National HVAC Technology Day: HVAC Systems Explained

Inspired by National HVAC Technology Day (22 June), we’re spreading the importance of HVAC systems as part of hard facilities management services.

Facilities management comprises ‘hard services’ and ‘soft services,’ with the former relating to functionally important (such as mechanical and electrical) systems and the latter to less structural services such as cleaning and grounds maintenance. HVAC systems fall under the hard service category and play an important role in facilities management. 


What Does HVAC Mean?


HVAC stands for Heating, Ventilation, and Air Conditioning. From family homes to large office buildings, these systems “provide the means for environmental comfort” by providing heating, cooling, and airflow to all buildings.
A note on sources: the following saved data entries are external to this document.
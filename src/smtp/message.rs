//! MIME serialization of a draft.
//!
//! Produces the multipart/mixed message transmitted over SMTP: an
//! HTML-wrapped body part, plus an optional base64 attachment part.

use std::fs;

use base64::Engine;

use crate::compose::Draft;
use crate::error::MailError;
use crate::settings::SmtpSettings;

/// Serialize a validated draft into a full RFC 5322 message string.
///
/// The body is always sent as HTML, wrapped in a minimal document. The
/// attachment, when present, is read here; a missing or unreadable file
/// aborts the whole build.
pub fn build_message(draft: &Draft, settings: &SmtpSettings) -> Result<String, MailError> {
    let boundary = format!("----=_Part_{}", uuid::Uuid::new_v4().simple());

    let mut out = String::with_capacity(draft.body.len() + 1024);
    write_header(
        &mut out,
        "From",
        &format!("{} <{}>", draft.from_name, settings.user),
    );
    write_header(&mut out, "To", &draft.recipient);
    write_header(&mut out, "Subject", &draft.subject);
    write_header(&mut out, "MIME-Version", "1.0");
    write_header(
        &mut out,
        "Content-Type",
        &format!("multipart/mixed; boundary=\"{boundary}\""),
    );
    out.push_str("\r\n");

    // HTML body part
    out.push_str(&format!("--{boundary}\r\n"));
    write_header(&mut out, "Content-Type", "text/html; charset=\"utf-8\"");
    out.push_str("\r\n");
    out.push_str(&format!("<html><body>{}</body></html>\r\n", draft.body));

    if let Some(path) = &draft.attachment_path {
        let bytes = fs::read(path).map_err(|source| MailError::AttachmentRead {
            path: path.clone(),
            source,
        })?;
        let filename = path
            .file_name()
            .map(|n| n.to_string_lossy().into_owned())
            .unwrap_or_default();

        out.push_str(&format!("--{boundary}\r\n"));
        write_header(&mut out, "Content-Type", "application/octet-stream");
        write_header(&mut out, "Content-Transfer-Encoding", "base64");
        // Single space after "filename=" is part of the produced format.
        write_header(
            &mut out,
            "Content-Disposition",
            &format!("attachment; filename= {filename}"),
        );
        out.push_str("\r\n");
        let b64 = base64::engine::general_purpose::STANDARD.encode(&bytes);
        for chunk in b64.as_bytes().chunks(76) {
            out.push_str(std::str::from_utf8(chunk).unwrap_or(""));
            out.push_str("\r\n");
        }
    }

    out.push_str(&format!("--{boundary}--\r\n"));
    Ok(out)
}

fn write_header(out: &mut String, name: &str, value: &str) {
    out.push_str(name);
    out.push_str(": ");
    out.push_str(value);
    out.push_str("\r\n");
}

#[cfg(test)]
mod tests {
    use super::*;
    use std::io::Write;

    fn settings() -> SmtpSettings {
        SmtpSettings {
            host: "smtp.example.com".into(),
            port: "587".into(),
            user: "a@example.com".into(),
            password: "pw".into(),
        }
    }

    fn draft() -> Draft {
        Draft::new("Alice", "bob@example.com", "Hi", "Hello there")
    }

    #[test]
    fn headers_carry_display_name_and_raw_fields() {
        let raw = build_message(&draft(), &settings()).unwrap();
        assert!(raw.contains("From: Alice <a@example.com>\r\n"));
        assert!(raw.contains("To: bob@example.com\r\n"));
        assert!(raw.contains("Subject: Hi\r\n"));
        assert!(raw.contains("MIME-Version: 1.0\r\n"));
        assert!(raw.contains("multipart/mixed"));
    }

    #[test]
    fn body_is_always_html_wrapped() {
        let raw = build_message(&draft(), &settings()).unwrap();
        assert!(raw.contains("Content-Type: text/html"));
        assert!(raw.contains("<html><body>Hello there</body></html>"));
        assert!(!raw.contains("text/plain"));
    }

    #[test]
    fn no_attachment_means_no_octet_stream_part() {
        let raw = build_message(&draft(), &settings()).unwrap();
        assert!(!raw.contains("application/octet-stream"));
        assert!(!raw.contains("Content-Disposition"));
    }

    #[test]
    fn attachment_part_uses_base64_and_filename_quirk() {
        let mut file = tempfile::Builder::new()
            .prefix("report")
            .suffix(".bin")
            .tempfile()
            .unwrap();
        file.write_all(b"attachment payload").unwrap();

        let d = draft().attachment(file.path());
        let raw = build_message(&d, &settings()).unwrap();

        let filename = file.path().file_name().unwrap().to_string_lossy();
        assert!(raw.contains("Content-Type: application/octet-stream\r\n"));
        assert!(raw.contains("Content-Transfer-Encoding: base64\r\n"));
        // One space between "filename=" and the basename.
        assert!(raw.contains(&format!(
            "Content-Disposition: attachment; filename= {filename}\r\n"
        )));

        // The encoded body must decode back to the file bytes.
        let b64 = base64::engine::general_purpose::STANDARD.encode(b"attachment payload");
        assert!(raw.contains(&b64));
    }

    #[test]
    fn long_attachment_wraps_base64_lines() {
        let mut file = tempfile::NamedTempFile::new().unwrap();
        file.write_all(&vec![0xABu8; 600]).unwrap();

        let d = draft().attachment(file.path());
        let raw = build_message(&d, &settings()).unwrap();

        let after_headers = raw
            .split("Content-Disposition")
            .nth(1)
            .unwrap()
            .split("\r\n\r\n")
            .nth(1)
            .unwrap();
        let first_line = after_headers.lines().next().unwrap();
        assert_eq!(first_line.len(), 76);
    }

    #[test]
    fn missing_attachment_file_is_a_read_error() {
        let d = draft().attachment("/no/such/file.bin");
        let err = build_message(&d, &settings()).unwrap_err();
        assert!(matches!(err, MailError::AttachmentRead { .. }));
    }

    #[test]
    fn message_closes_its_boundary() {
        let raw = build_message(&draft(), &settings()).unwrap();
        let boundary = raw
            .split("boundary=\"")
            .nth(1)
            .unwrap()
            .split('"')
            .next()
            .unwrap()
            .to_string();
        assert!(raw.trim_end().ends_with(&format!("--{boundary}--")));
    }
}
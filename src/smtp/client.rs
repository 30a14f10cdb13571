//! STARTTLS transport session built on lettre.

use async_trait::async_trait;
use lettre::{
    address::Envelope,
    transport::smtp::authentication::{Credentials, Mechanism},
    Address, AsyncSmtpTransport, AsyncTransport, Tokio1Executor,
};

use super::{message, Mailer};
use crate::compose::Draft;
use crate::error::MailError;
use crate::settings::SmtpSettings;

/// Sends drafts over a plaintext-then-upgrade (STARTTLS) SMTP session,
/// authenticating with the configured user and password.
#[derive(Debug, Default, Clone, Copy)]
pub struct SmtpMailer;

/// Build an async STARTTLS transport from the given settings.
fn build_transport(
    settings: &SmtpSettings,
) -> Result<AsyncSmtpTransport<Tokio1Executor>, MailError> {
    if settings.host.is_empty() {
        return Err(MailError::Config("SMTP host is not set".into()));
    }
    let port = settings.port_number()?;
    let credentials = Credentials::new(settings.user.clone(), settings.password.clone());

    let transport = AsyncSmtpTransport::<Tokio1Executor>::starttls_relay(&settings.host)
        .map_err(|e| MailError::Transport(format!("SMTP STARTTLS error: {e}")))?
        .port(port)
        .credentials(credentials)
        .authentication(vec![Mechanism::Plain, Mechanism::Login])
        .build();

    Ok(transport)
}

/// Build the SMTP envelope: mail from the configured user, delivered to
/// the draft's single recipient. Separate from the visible headers.
fn build_envelope(draft: &Draft, settings: &SmtpSettings) -> Result<Envelope, MailError> {
    if settings.user.is_empty() {
        return Err(MailError::Config("SMTP user is not set".into()));
    }
    let from: Address = settings
        .user
        .parse()
        .map_err(|e| MailError::Config(format!("invalid SMTP user {:?}: {e}", settings.user)))?;
    let to: Address = draft
        .recipient
        .parse()
        .map_err(|_| MailError::MalformedRecipient(draft.recipient.clone()))?;

    Envelope::new(Some(from), vec![to])
        .map_err(|e| MailError::Transport(format!("envelope error: {e}")))
}

#[async_trait]
impl Mailer for SmtpMailer {
    async fn send(&self, draft: &Draft, settings: &SmtpSettings) -> Result<(), MailError> {
        let raw = message::build_message(draft, settings)?;
        let envelope = build_envelope(draft, settings)?;
        let transport = build_transport(settings)?;

        transport
            .send_raw(&envelope, raw.as_bytes())
            .await
            .map_err(|e| MailError::Transport(e.to_string()))?;

        log::info!("sent mail to {}", draft.recipient);
        Ok(())
    }
}
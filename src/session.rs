//! Application session: the single owner of settings, sent log, and the
//! sticky attachment path.
//!
//! The presentation layer builds [`Draft`] values and calls in here; this
//! module never touches the UI. One logical thread of control, so every
//! operation runs to completion before the next.

use std::path::{Path, PathBuf};

use crate::compose::Draft;
use crate::error::MailError;
use crate::sentlog::{SentLog, SentLogEntry};
use crate::settings::{SettingsStore, SmtpSettings};
use crate::smtp::{Mailer, SmtpMailer};

pub struct Session<M: Mailer = SmtpMailer> {
    store: SettingsStore,
    settings: SmtpSettings,
    log: SentLog,
    attachment: Option<PathBuf>,
    mailer: M,
}

impl Session<SmtpMailer> {
    /// Start a session against the default settings file, loading whatever
    /// was saved last (or empty settings on first run).
    pub fn new() -> Self {
        Self::with_mailer(SettingsStore::default(), SmtpMailer)
    }

    pub fn with_store(store: SettingsStore) -> Self {
        Self::with_mailer(store, SmtpMailer)
    }
}

impl Default for Session<SmtpMailer> {
    fn default() -> Self {
        Self::new()
    }
}

impl<M: Mailer> Session<M> {
    pub fn with_mailer(store: SettingsStore, mailer: M) -> Self {
        let settings = store.load();
        Self {
            store,
            settings,
            log: SentLog::new(),
            attachment: None,
            mailer,
        }
    }

    /// Build a draft from the current form values, stamping in the sticky
    /// attachment path.
    pub fn compose(
        &self,
        from_name: impl Into<String>,
        recipient: impl Into<String>,
        subject: impl Into<String>,
        body: impl Into<String>,
    ) -> Draft {
        Draft {
            from_name: from_name.into(),
            recipient: recipient.into(),
            subject: subject.into(),
            body: body.into(),
            attachment_path: self.attachment.clone(),
        }
    }

    /// Validate and send. On success exactly one log entry is appended;
    /// on any failure nothing is mutated.
    pub async fn send(&mut self, draft: &Draft) -> Result<(), MailError> {
        draft.validate()?;
        self.mailer.send(draft, &self.settings).await?;
        self.log.append(SentLogEntry::from_draft(draft));
        Ok(())
    }

    pub fn settings(&self) -> &SmtpSettings {
        &self.settings
    }

    /// Persist the given settings and adopt them for subsequent sends.
    pub fn save_settings(&mut self, settings: SmtpSettings) -> Result<(), MailError> {
        self.store.save(&settings)?;
        self.settings = settings;
        Ok(())
    }

    pub fn attach(&mut self, path: impl Into<PathBuf>) {
        self.attachment = Some(path.into());
    }

    pub fn clear_attachment(&mut self) {
        self.attachment = None;
    }

    pub fn attachment(&self) -> Option<&Path> {
        self.attachment.as_deref()
    }

    pub fn sent(&self) -> &[SentLogEntry] {
        self.log.entries()
    }

    pub fn clear_sent(&mut self) {
        self.log.clear();
    }
}
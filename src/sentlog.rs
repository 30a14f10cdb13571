//! In-memory log of successfully sent messages.

use std::fmt;

use crate::compose::Draft;

/// How many characters of the body make it into the log line.
const SNIPPET_LEN: usize = 50;

/// One successful send, summarized for display. Never mutated once created.
#[derive(Debug, Clone, PartialEq, Eq)]
pub struct SentLogEntry {
    pub recipient: String,
    pub subject: String,
    pub body_snippet: String,
}

impl SentLogEntry {
    /// Summarize a draft that was just sent. The snippet is the first 50
    /// characters of the body with a trailing ellipsis, appended even when
    /// the body is short.
    pub fn from_draft(draft: &Draft) -> Self {
        let mut body_snippet: String = draft.body.chars().take(SNIPPET_LEN).collect();
        body_snippet.push_str("...");
        Self {
            recipient: draft.recipient.clone(),
            subject: draft.subject.clone(),
            body_snippet,
        }
    }
}

impl fmt::Display for SentLogEntry {
    fn fmt(&self, f: &mut fmt::Formatter<'_>) -> fmt::Result {
        write!(
            f,
            "To: {}, Subject: {}, Snippet: {}",
            self.recipient, self.subject, self.body_snippet
        )
    }
}

/// Append-only, insertion-ordered, memory-only. Cleared wholesale or not
/// at all; gone when the process exits.
#[derive(Debug, Default)]
pub struct SentLog {
    entries: Vec<SentLogEntry>,
}

impl SentLog {
    pub fn new() -> Self {
        Self::default()
    }

    pub fn append(&mut self, entry: SentLogEntry) {
        self.entries.push(entry);
    }

    pub fn clear(&mut self) {
        self.entries.clear();
    }

    pub fn entries(&self) -> &[SentLogEntry] {
        &self.entries
    }

    pub fn len(&self) -> usize {
        self.entries.len()
    }

    pub fn is_empty(&self) -> bool {
        self.entries.is_empty()
    }
}
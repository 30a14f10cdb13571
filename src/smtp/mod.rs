//! SMTP delivery: message serialization and the transport session.

pub mod client;
pub mod message;

use async_trait::async_trait;

use crate::compose::Draft;
use crate::error::MailError;
use crate::settings::SmtpSettings;

pub use client::SmtpMailer;

/// Mail delivery seam.
///
/// The session talks to this trait so the send path can be exercised
/// without a reachable SMTP server.
#[async_trait]
pub trait Mailer: Send + Sync {
    /// Deliver a validated draft using the given settings.
    async fn send(&self, draft: &Draft, settings: &SmtpSettings) -> Result<(), MailError>;
}
//! Domain services
//!
//! Pure functions over the configuration model: build, resolve inputs,
//! encode for each host, render README sections, import.

mod builder;
mod encoder;
mod importer;
pub mod inputs;
mod options;
mod readme;

pub use builder::build_config;
pub use encoder::*;
pub use importer::*;
pub use inputs::{resolve_inputs, slugify};
pub use options::BadgeOptions;
pub use readme::*;
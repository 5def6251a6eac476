//! shields.io badge URLs and Markdown
//!
//! Every badge this crate produces is a shields.io image (or a fixed asset
//! published by the host) optionally wrapped in a link.

use serde::{Deserialize, Serialize};
use std::fmt;
use std::str::FromStr;

pub const SHIELDS_BASE_URL: &str = "https://img.shields.io";

/// shields.io `style` query parameter.
#[derive(Debug, Clone, Copy, PartialEq, Eq, Default, Serialize, Deserialize)]
#[serde(rename_all = "kebab-case")]
pub enum BadgeStyle {
    Flat,
    #[default]
    FlatSquare,
    Plastic,
    ForTheBadge,
    Social,
}

impl BadgeStyle {
    pub fn as_str(&self) -> &'static str {
        match self {
            BadgeStyle::Flat => "flat",
            BadgeStyle::FlatSquare => "flat-square",
            BadgeStyle::Plastic => "plastic",
            BadgeStyle::ForTheBadge => "for-the-badge",
            BadgeStyle::Social => "social",
        }
    }
}

impl fmt::Display for BadgeStyle {
    fn fmt(&self, f: &mut fmt::Formatter<'_>) -> fmt::Result {
        f.write_str(self.as_str())
    }
}

impl FromStr for BadgeStyle {
    type Err = String;

    fn from_str(s: &str) -> Result<Self, Self::Err> {
        match s.trim().to_ascii_lowercase().as_str() {
            "flat" => Ok(BadgeStyle::Flat),
            "flat-square" => Ok(BadgeStyle::FlatSquare),
            "plastic" => Ok(BadgeStyle::Plastic),
            "for-the-badge" => Ok(BadgeStyle::ForTheBadge),
            "social" => Ok(BadgeStyle::Social),
            other => Err(format!("unknown badge style: {}", other)),
        }
    }
}

/// Badge text as a shields.io path segment: spaces become underscores.
pub fn path_segment(text: &str) -> String {
    text.replace(' ', "_")
}

/// Static badge: `/badge/<label>-<message>-<color>?style=..&logo=..&logoColor=white`.
///
/// `color` may be given with or without a leading `#`.
pub fn static_badge_url(
    label: &str,
    message: &str,
    color: &str,
    style: BadgeStyle,
    logo: Option<&str>,
) -> String {
    let mut url = format!(
        "{}/badge/{}-{}-{}?style={}",
        SHIELDS_BASE_URL,
        path_segment(label),
        path_segment(message),
        color.trim_start_matches('#'),
        style
    );
    if let Some(logo) = logo {
        url.push_str(&format!("&logo={}&logoColor=white", logo));
    }
    url
}

/// Dynamic badge served by one of the shields.io integrations, e.g. `npm/v/react`.
pub fn dynamic_badge_url(path: &str, style: BadgeStyle) -> String {
    format!(
        "{}/{}?style={}",
        SHIELDS_BASE_URL,
        path.trim_start_matches('/'),
        style
    )
}

/// `![alt](url)`
pub fn markdown_image(alt: &str, image_url: &str) -> String {
    format!("![{}]({})", alt, image_url)
}

/// An image plus the page it links to.
#[derive(Debug, Clone, PartialEq, Eq, Serialize)]
#[serde(rename_all = "camelCase")]
pub struct Badge {
    pub alt: String,
    pub image_url: String,
    #[serde(skip_serializing_if = "Option::is_none")]
    pub link: Option<String>,
}

impl Badge {
    pub fn new(alt: impl Into<String>, image_url: impl Into<String>) -> Self {
        Self {
            alt: alt.into(),
            image_url: image_url.into(),
            link: None,
        }
    }

    pub fn linked(mut self, link: impl Into<String>) -> Self {
        self.link = Some(link.into());
        self
    }

    /// `[![alt](image)](link)`, or the bare image form when there is no link.
    pub fn markdown(&self) -> String {
        let image = markdown_image(&self.alt, &self.image_url);
        match &self.link {
            Some(link) => format!("[{}]({})", image, link),
            None => image,
        }
    }
}

impl fmt::Display for Badge {
    fn fmt(&self, f: &mut fmt::Formatter<'_>) -> fmt::Result {
        f.write_str(&self.markdown())
    }
}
The heating element of an HVAC system typically refers to a furnace or boiler, and its “pipe system for the fluid carrying the heat or ductwork” when working with forced air systems using air ducts and/or vents. Heating is just one important factor in keeping a working environment comfortable and suitable for use, especially in the cold and wet UK weather.

Ventilation can either be natural or mechanical. Ventilating a building naturally refers to “when the natural air outside moves through your windows, doors, and vents of its own accord” without the need for “specialised equipment, construction, or add-ons.” Mechanical ventilation, then, is when this equipment is present. Modern buildings are becoming more tightly sealed and thus need both natural and mechanical ventilation. Air enters the building through a “specially designed air inlet unit” and then redistributed throughout the building, often being used to “remove dust/dirt, allergens, and various other particles” along the way.

Finally, AC or Air Conditioning refers to cooling systems that work by moving the heat from inside the building to the outside, then blowing cool air back into the building. Air conditioning machines cool the air by “blowing it over a set of cool pipes, called an evaporator coil,” similar to a refrigerator. There is specific UK government guidance to follow for people managing air conditioning systems and meeting the requirements of the Energy Performance of Buildings Regulations.


Why Are HVAC Systems Important?


As HVAC systems “are responsible for the regulation of heat, airflow, ventilation, and air conditioning of an entire building,” they’re essential to the comfort and safety of visitors and employees. Regarding legal compliance, the law states that “employers must make sure there’s an adequate supply of fresh air (ventilation) in enclosed areas of the workplace.” All building owners and facility managers should opt for reliable and safe HVAC systems in their buildings.


HVAC Systems & Their Role in Returning to Work After COVID-19


HVAC systems play a vital role in the safe return to office buildings once the COVID-19 work from home order lifts. Adequate ventilation “reduces how much virus is in the air,” lowering the risk from airborne virus transmission (when optimised alongside other COVID-19 guidelines such as sanitisation, masks, and social distancing).

It’s important to make buildings COVID-secure for when employees return to office work. Alongside providing guidance to facility managers on air conditioning units and vehicle ventilation, the Health and Safety Executive (HSE) recommends following these steps for HVAC systems in your building:

  1. Identify poorly ventilated areas,
  2. Assess the fresh air/ventilation,
  3. Improve natural ventilation,
  4. Improve mechanical ventilation,
  5. Balance ventilation with keeping warm.


The Future of HVAC 


There are already advancements being made in the world of HVAC technology. Cielo claims that “fully automated, super-efficient, self-learning and sustainable HVAC systems are the future.” Recent advancements in HVAC technology/capabilities include smart technology and automation, sustainable geothermal systems, ductless systems, solar-powered HVAC systems, and more. We’re moving towards a greener, more sustainable world, and facility managers need to keep up with the changing scape of cost and energy-efficient HVAC systems.